After The LovedOne tweaked a disc in her cervical spine our ability to do multi-day backpacks pretty much came to an end (this was before we discovered ME-2 Packs). I despaired at ever being able to share with her the High Sierra – where I had spent almost all of the 1980s backpacking and climbing. Then it dawned on me (duh!) that the Yosemite High Sierra Camps offered us another chance. With these, you carry just your personal gear – which I can do for both of us – and the camps supply tents and food. There are a total of five camps and the ideal trip is to hike them in a continuous loop. But access is limited by a lottery (which this year had 3900 applications for 900 spaces), so we weren’t able to score a loop but did score the highest (Vogelsang), lowest (Merced Lake), and most remote (both) of the five camps.
So we made it in to a combined backpack and road trip,

by first visiting the old mining town of Bodie, California (now Bodie State Historic Park),

then doing an acclimatization hike to Fern Lake above the June Lake Valley,


and then wandering out to the see the tufa columns at the Mono Lake Tufa State Natural Reserve.



Finally, we entered Yosemite National Park at its Tioga Pass entrance,

where we did another little warm-up hike to the 12,900’ level on Mount Dana,

with views of Mono Lake to the east (smoke from wildfires in Nevada obscured any distant views),

and the northern Sierra and Yosemite to the west. The pointy peak on the left horizon is Cathedral Peak, which I climbed back in the mid-1980s.

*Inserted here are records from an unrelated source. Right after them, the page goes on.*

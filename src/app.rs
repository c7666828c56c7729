use crate::help::Help;
use crossterm::event::{read, Event, KeyCode, KeyEvent, KeyModifiers};
use gridcal::calendar::{MonthGrid, Notification, WeekGrid, Weekdays};
use gridcal::radio::{Orientation, RadioGroup};
use gridcal::tabs::{Tab, Tabs, TabsNotification};
use gridcal::theme::{BASE_STYLE, STATUS_STYLE};
use gridcal::Component;
use ratatui::{
    buffer::Buffer,
    layout::{Constraint, Layout, Rect},
    text::Line,
    widgets::Widget,
    DefaultTerminal,
};
use std::convert::Infallible;
use std::io;
use time::{Date, Duration, Weekday};

/// Choices offered on the settings tab
static START_CHOICES: [Weekday; 3] = [Weekday::Sunday, Weekday::Monday, Weekday::Saturday];

const TODAY_MARKER: &str = "today";

const MONTH_TAB: usize = 0;
const WEEK_TAB: usize = 1;

#[derive(Clone, Debug, Eq, PartialEq)]
pub(crate) struct Options {
    pub(crate) date: Date,
    pub(crate) start_of_week: Weekday,
    pub(crate) weekdays: Weekdays,
    pub(crate) week_tab: bool,
}

#[derive(Clone, Debug, Eq, PartialEq)]
pub(crate) struct App {
    tabs: Tabs<Pane>,
    status: Option<Date>,
    state: AppState,
}

impl App {
    pub(crate) fn new(today: Date, opts: Options) -> App {
        let mut month = MonthGrid::new(opts.date.year(), opts.date.month())
            .start_of_week(opts.start_of_week)
            .weekdays(opts.weekdays.clone());
        month.upsert(today, String::from(TODAY_MARKER));
        month.set_active_day(opts.date.day());
        let mut week = week_containing(opts.date, opts.start_of_week).weekdays(opts.weekdays);
        week.upsert(today, String::from(TODAY_MARKER));
        week.set_active_date(opts.date);
        let mut settings = RadioGroup::new(
            Orientation::Vertical,
            START_CHOICES.iter().map(ToString::to_string),
        );
        if let Some(i) = START_CHOICES.iter().position(|&d| d == opts.start_of_week) {
            settings.set_button(i);
        }
        let mut tabs = Tabs::new(vec![
            Tab::new("Month", Pane::Month(month)),
            Tab::new("Week", Pane::Week(week)),
            Tab::new("Settings", Pane::Settings(settings)),
        ])
        .wraparound(true);
        if opts.week_tab {
            tabs.set_tab(WEEK_TAB);
        } else {
            tabs.set_tab(MONTH_TAB);
        }
        App {
            tabs,
            status: None,
            state: AppState::Normal,
        }
    }

    pub(crate) fn run(mut self, mut terminal: DefaultTerminal) -> io::Result<()> {
        while !self.quitting() {
            terminal.draw(|frame| frame.render_widget(&self, frame.area()))?;
            self.handle_event(&read()?);
        }
        Ok(())
    }

    fn handle_event(&mut self, event: &Event) {
        if let Some(KeyEvent {
            code, modifiers, ..
        }) = event.as_key_press_event()
        {
            if modifiers == KeyModifiers::CONTROL && code == KeyCode::Char('c') {
                self.state = AppState::Quitting;
                return;
            }
            match (self.state, code) {
                (AppState::Helping, _) => {
                    self.state = AppState::Normal;
                    return;
                }
                (AppState::Normal, KeyCode::Char('q') | KeyCode::Esc) => {
                    self.state = AppState::Quitting;
                    return;
                }
                (AppState::Normal, KeyCode::Char('?')) => {
                    self.state = AppState::Helping;
                    return;
                }
                _ => (),
            }
        }
        for note in self.tabs.update(event) {
            match note {
                TabsNotification::TabChanged { .. } => (),
                TabsNotification::Child(PaneEffect::Moved(date)) => self.status = Some(date),
                TabsNotification::Child(PaneEffect::StartOfWeek(weekday)) => {
                    self.set_start_of_week(weekday);
                }
            }
        }
    }

    fn set_start_of_week(&mut self, weekday: Weekday) {
        log::debug!("start of week changed to {weekday}");
        for pane in self.tabs.children_mut() {
            match pane {
                Pane::Month(grid) => grid.set_start_of_week(weekday),
                Pane::Week(grid) => grid.set_start_of_week(weekday),
                Pane::Settings(_) => (),
            }
        }
    }

    fn quitting(&self) -> bool {
        self.state == AppState::Quitting
    }

    fn status_line(&self) -> String {
        match self.status {
            Some(date) => format!("Selected {date}  ·  ? for help"),
            None => String::from("? for help"),
        }
    }
}

impl Widget for &App {
    fn render(self, area: Rect, buf: &mut Buffer) {
        buf.set_style(area, BASE_STYLE);
        let [body_area, status_area] =
            Layout::vertical([Constraint::Fill(1), Constraint::Length(1)]).areas(area);
        Component::render(&self.tabs, body_area, buf);
        Line::styled(self.status_line(), STATUS_STYLE).render(status_area, buf);
        if self.state == AppState::Helping {
            Help::new(BASE_STYLE, self.tabs.len()).render(area, buf);
        }
    }
}

#[derive(Clone, Copy, Debug, Eq, PartialEq)]
enum AppState {
    Normal,
    Helping,
    Quitting,
}

#[derive(Clone, Debug, Eq, PartialEq)]
enum Pane {
    Month(MonthGrid<String>),
    Week(WeekGrid<String>),
    Settings(RadioGroup),
}

#[derive(Clone, Copy, Debug, Eq, PartialEq)]
enum PaneEffect {
    Moved(Date),
    StartOfWeek(Weekday),
}

impl PaneEffect {
    fn from_calendar(note: Notification<Infallible>) -> PaneEffect {
        match note {
            Notification::ActiveDateChanged(change) => PaneEffect::Moved(change.date),
            Notification::Content(never) => match never {},
        }
    }
}

impl Component for Pane {
    type Effect = PaneEffect;

    fn handle_event(&mut self, event: &Event) -> Vec<PaneEffect> {
        match self {
            Pane::Month(grid) => grid
                .handle_event(event)
                .into_iter()
                .map(PaneEffect::from_calendar)
                .collect(),
            Pane::Week(grid) => grid
                .handle_event(event)
                .into_iter()
                .map(PaneEffect::from_calendar)
                .collect(),
            Pane::Settings(group) => group
                .handle_event(event)
                .into_iter()
                .filter_map(|sel| START_CHOICES.get(sel.index).copied())
                .map(PaneEffect::StartOfWeek)
                .collect(),
        }
    }

    fn render(&self, area: Rect, buf: &mut Buffer) {
        match self {
            Pane::Month(grid) => {
                let [title_area, grid_area] =
                    Layout::vertical([Constraint::Length(1), Constraint::Fill(1)]).areas(area);
                Line::raw(grid.title(true)).render(title_area, buf);
                Component::render(grid, grid_area, buf);
            }
            Pane::Week(grid) => {
                let [title_area, grid_area] =
                    Layout::vertical([Constraint::Length(1), Constraint::Fill(1)]).areas(area);
                Line::raw(format!("{} to {}", grid.start_date(), grid.end_date()))
                    .render(title_area, buf);
                Component::render(grid, grid_area, buf);
            }
            Pane::Settings(group) => {
                let [title_area, group_area] =
                    Layout::vertical([Constraint::Length(2), Constraint::Fill(1)]).areas(area);
                Line::raw("Start of week:").render(title_area, buf);
                Component::render(group, group_area, buf);
            }
        }
    }
}

/// The week starting on `start_of_week` that contains `date`
fn week_containing(date: Date, start_of_week: Weekday) -> WeekGrid<String> {
    let week = WeekGrid::new(date).start_of_week(start_of_week);
    if week.contains(date) {
        week
    } else {
        WeekGrid::new(date.saturating_sub(Duration::WEEK)).start_of_week(start_of_week)
    }
}

#[cfg(test)]
mod tests {
    use super::*;
    use time::macros::date;

    fn options() -> Options {
        Options {
            date: date!(2024 - 09 - 11),
            start_of_week: Weekday::Sunday,
            weekdays: Weekdays::default(),
            week_tab: false,
        }
    }

    fn key(code: KeyCode) -> Event {
        Event::Key(KeyEvent::new(code, KeyModifiers::NONE))
    }

    fn month(app: &App) -> &MonthGrid<String> {
        match app.tabs.tabs().get(MONTH_TAB).map(Tab::child) {
            Some(Pane::Month(grid)) => grid,
            _ => panic!("first tab is not the month"),
        }
    }

    fn week(app: &App) -> &WeekGrid<String> {
        match app.tabs.tabs().get(WEEK_TAB).map(Tab::child) {
            Some(Pane::Week(grid)) => grid,
            _ => panic!("second tab is not the week"),
        }
    }

    #[test]
    fn test_initial_state() {
        let app = App::new(date!(2024 - 09 - 12), options());
        assert_eq!(app.tabs.active(), MONTH_TAB);
        assert_eq!(month(&app).active_date(), Some(date!(2024 - 09 - 11)));
        assert_eq!(
            month(&app).content(12).map(String::as_str),
            Some(TODAY_MARKER)
        );
        assert_eq!(week(&app).start_date(), date!(2024 - 09 - 08));
        assert_eq!(week(&app).active_date(), Some(date!(2024 - 09 - 11)));
        assert_eq!(app.status_line(), "? for help");
    }

    #[test]
    fn test_week_containing_a_sunday_with_monday_start() {
        let grid = week_containing(date!(2024 - 09 - 08), Weekday::Monday);
        assert_eq!(grid.start_date(), date!(2024 - 09 - 02));
        assert!(grid.contains(date!(2024 - 09 - 08)));
    }

    #[test]
    fn test_arrows_move_active_calendar() {
        let mut app = App::new(date!(2024 - 09 - 12), options());
        app.handle_event(&key(KeyCode::Down));
        assert_eq!(month(&app).active_date(), Some(date!(2024 - 09 - 18)));
        assert_eq!(week(&app).active_date(), Some(date!(2024 - 09 - 11)));
        assert!(app.status_line().starts_with("Selected 2024-09-18"));
        app.handle_event(&key(KeyCode::Tab));
        assert_eq!(app.tabs.active(), WEEK_TAB);
        app.handle_event(&key(KeyCode::Right));
        assert_eq!(week(&app).active_date(), Some(date!(2024 - 09 - 12)));
        assert_eq!(month(&app).active_date(), Some(date!(2024 - 09 - 18)));
        assert_eq!(app.status, Some(date!(2024 - 09 - 12)));
    }

    #[test]
    fn test_settings_change_start_of_week() {
        let mut app = App::new(date!(2024 - 09 - 12), options());
        app.handle_event(&key(KeyCode::Char('3')));
        app.handle_event(&key(KeyCode::Down));
        assert_eq!(month(&app).week_start(), Weekday::Monday);
        assert_eq!(week(&app).week_start(), Weekday::Monday);
        assert_eq!(week(&app).start_date(), date!(2024 - 09 - 09));
    }

    #[test]
    fn test_today_survives_start_of_week_round_trip() {
        let mut app = App::new(date!(2024 - 09 - 08), options());
        let marker = |app: &App| week(app).content(date!(2024 - 09 - 08)).cloned();
        assert_eq!(marker(&app).as_deref(), Some(TODAY_MARKER));
        app.handle_event(&key(KeyCode::Char('3')));
        app.handle_event(&key(KeyCode::Down));
        assert_eq!(week(&app).start_date(), date!(2024 - 09 - 09));
        assert_eq!(marker(&app), None);
        app.handle_event(&key(KeyCode::Up));
        assert_eq!(week(&app).start_date(), date!(2024 - 09 - 08));
        assert_eq!(marker(&app).as_deref(), Some(TODAY_MARKER));
    }

    #[test]
    fn test_help_and_quit() {
        let mut app = App::new(date!(2024 - 09 - 12), options());
        app.handle_event(&key(KeyCode::Char('?')));
        assert_eq!(app.state, AppState::Helping);
        app.handle_event(&key(KeyCode::Char('q')));
        assert_eq!(app.state, AppState::Normal);
        app.handle_event(&key(KeyCode::Esc));
        assert!(app.quitting());
    }

    #[test]
    fn test_ctrl_c_quits_from_help() {
        let mut app = App::new(date!(2024 - 09 - 12), options());
        app.handle_event(&key(KeyCode::Char('?')));
        let ctrl_c = Event::Key(KeyEvent::new(KeyCode::Char('c'), KeyModifiers::CONTROL));
        app.handle_event(&ctrl_c);
        assert!(app.quitting());
    }

    #[test]
    fn test_render_shows_tabs_and_status() {
        let mut app = App::new(date!(2024 - 09 - 12), options());
        app.handle_event(&key(KeyCode::Left));
        let area = Rect::new(0, 0, 60, 24);
        let mut buffer = Buffer::empty(area);
        (&app).render(area, &mut buffer);
        let line = |y: u16| {
            (0..area.width)
                .filter_map(|x| buffer.cell((x, y)))
                .map(|c| c.symbol())
                .collect::<String>()
        };
        assert!(line(0).starts_with("= Month =│  Week  │  Settings  "));
        assert!(line(2).contains("September 2024"));
        assert!(line(23).starts_with("Selected 2024-09-10"));
    }
}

We spent our first night in the Park at the Tuolumne Meadows Lodge,

so we could practice not sleeping on the ground. These canvas cabins are taken down each winter and stored. Their continued use harkens back to the founding of the High Sierra Camps in 1916 – they beat the heck out of sleeping on a thin pad in a cramped tent!


Next morning, we were off to Vogelsang High Sierra Camp (HSC) on the John Muir Trail,

across the Tuolumne River,

up Rafferty Creek toward Fletcher Peak,

and on to the camp at its base,


where, after a hearty dinner (cooked by someone else and cleaned-up after by someone else), we settled in for the night.

Next morning,

we headed toward the Merced Lake HSC via Vogelsang Pass and Lewis Creek.



Halfway down to Merced Lake, we passed where Florence Creek cascades down over bare granite in a style so typical of the Sierras.

Further down, we started seeing Half Dome in the distance, with Merced Lake in the foreground.

And then, hot, dusty, and a little tired, we arrived in the Merced Lake HSC.


We spent two indolent nights here, just hanging out and enjoying the Sierras at this, the most remote, of the HSCs. We did get motivated to visit Merced Lake,

but, after that, inertia won out and we just read and waited for dinner and moonrise.

After two days of slacking, we had to get back up to Vogelsang HSC – now 7.5 miles and 3,000 feet above us.

To make a partial loop out of our hike back, and for a change of scenery, we returned via Fletcher Creek, which is bordered by huge granite domes and cliffs,


with the creek running down a long series of granite stairsteps.

One of the most amazing features of this trail is Emeric Meadow, which stretches level for about a mile at 9,300 feet.


We reached Vogelsang HSC in time to enjoy a cold (hence brief) dip in Fletcher Lake,

a passing thunderstorm, another great dinner, and the close of the day.

Next morning,

we very reluctantly bid farewell to Vogelsang HSC, Fletcher Peak, and the High Sierra Camps,

and headed home.

In 2015, we would finally win the five-camp loop lottery and be able to visit all of the camps (with another two days of indolence at Merced Lake) with Wayne and Diane, our oldest and most excellent fiends.